William Saunderson-Meyer
3 minute read
8 Apr 2017
5:31 am

Anti-Zuma protests show power of the middle class

William Saunderson-Meyer

The ANC will be dismissive of the protests, but to point to the relative paucity of the turnout is to miss the point.

Residents of Edenvale march in a #ZumaMustFall protest.

Those who protested nationwide on Friday are justified in their antipathy – stridently emblazoned on placards – towards President Jacob Zuma for his unabashed ignorance, his unvarnished greed and his undisguised indifference to the fate of the nation he heads.

But they ignore, at their peril, the defining aspect to his make-up – his consummate political skills. Over the past week, a president widely assessed to be on the ropes not only came out fighting with the provocative firing, among others, of a highly regarded finance minister and his deputy. He has also, it seems, triumphed against all odds.

Three of the top ANC office-bearers, Deputy President Cyril Ramaphosa, secretary-general Gwede Mantashe and treasurer-general Zweli Mkhize, broke ranks and criticised the reshuffle harshly. There was fevered speculation that emboldened ANC MPs would join the opposition parties in a parliamentary vote of no confidence in the president.

It briefly seemed that internal antipathies towards Zuma could coalesce, forcing his resignation. But within days, the dissenters had been forced to back down and meekly apologise.

The reality is that Zuma has effectively sidelined his internal foes and gutted the influence of the trade unions and communists upon government policy. He took his gamble at a fortuitous – or clever, his admirers will say – economic moment and, for now, has averted the predicted currency meltdown, despite this week’s ratings agency downgrade to junk status.

The evisceration of Cosatu and SACP members of the tripartite alliance, should please all South Africans. Although there are several prominent SACP members left in the Cabinet, their teeth have been drawn.

It’s against this backdrop, of Zuma crushing internal revolt, that Friday’s protest acquired an exaggerated significance. This was SA’s moment to echo the kind of mass mobilisations, involving hundreds of thousands gathering, that have been used successfully in South America and the former Soviet puppet states, to bring rogue governments to heel.

Zuma’s administration, of course, is not a rogue government but a democratically collected one with the support of over 60% of voters.
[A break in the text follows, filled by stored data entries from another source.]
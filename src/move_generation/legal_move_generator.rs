//! Legality filter.
//!
//! Every externally visible move list is produced here: pseudo-legal moves
//! are applied to a scratch copy of the board and dropped when they leave the
//! mover's own king in check. The caller's board is never mutated.

use tracing::trace;

use crate::game_state::chess_types::*;
use crate::move_generation::legal_move_apply::apply_move;
use crate::move_generation::legal_move_checks::is_king_in_check;
use crate::move_generation::legal_move_shared::pseudo_legal_moves;

/// Legal moves of the piece on `from`, whoever's turn it is.
///
/// An empty square yields an empty list.
pub fn legal_moves(board: &Board, from: Square) -> Vec<Move> {
    let Some(piece) = board.get(from) else {
        return Vec::new();
    };

    pseudo_legal_moves(board, from)
        .into_iter()
        .filter(|mv| is_legal(board, *mv, piece.color))
        .collect()
}

/// Legal moves of every piece of `color`, in square order.
pub fn all_legal_moves(board: &Board, color: Color) -> Vec<Move> {
    board
        .pieces_of(color)
        .flat_map(|(from, _)| legal_moves(board, from))
        .collect()
}

/// Stops at the first legal move found.
pub fn has_any_legal_moves(board: &Board, color: Color) -> bool {
    board
        .pieces_of(color)
        .any(|(from, _)| !legal_moves(board, from).is_empty())
}

/// Whether `mv` keeps `color`'s king out of check.
pub fn is_legal(board: &Board, mv: Move, color: Color) -> bool {
    match apply_move(board, mv) {
        Ok(applied) => {
            let leaves_check = is_king_in_check(&applied.board, color);
            if leaves_check {
                trace!(from = %mv.from, to = %mv.to, "rejected: leaves king in check");
            }
            !leaves_check
        }
        Err(err) => {
            trace!(from = %mv.from, to = %mv.to, %err, "rejected: cannot apply");
            false
        }
    }
}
The #SAUnites protests were never intended, contrary to the assertions of Cosatu, to force the ANC from power, but rather to articulate symbolically the dismay and anger of a sizeable chunk of the populace.

One can be sceptical of the motivations behind the sudden enthusiasm of the middle classes, many of them whites, for radical protest. One might snigger at a stayaway in which most of the participants sought employer condonation for their absence, or took a day’s leave.

The ANC will be dismissive of the protests, but to point to the relative paucity of the turnout is to miss the point. The power of the middle classes lies not in the numbers that they can put on the street. The power of the middle classes is more nuanced. It lies in its power to take its labour, its assets and its investments elsewhere.

When an innately law-abiding, tax-paying group begins to feel that the only way that its interests can be safeguarded is by direct protest action, rather than by lobbying, voting or whinging around the braai fires, it means that something is stirring.

This is not the tipping point that many of the protesters naively might have thought it would be. But it is a significant moment.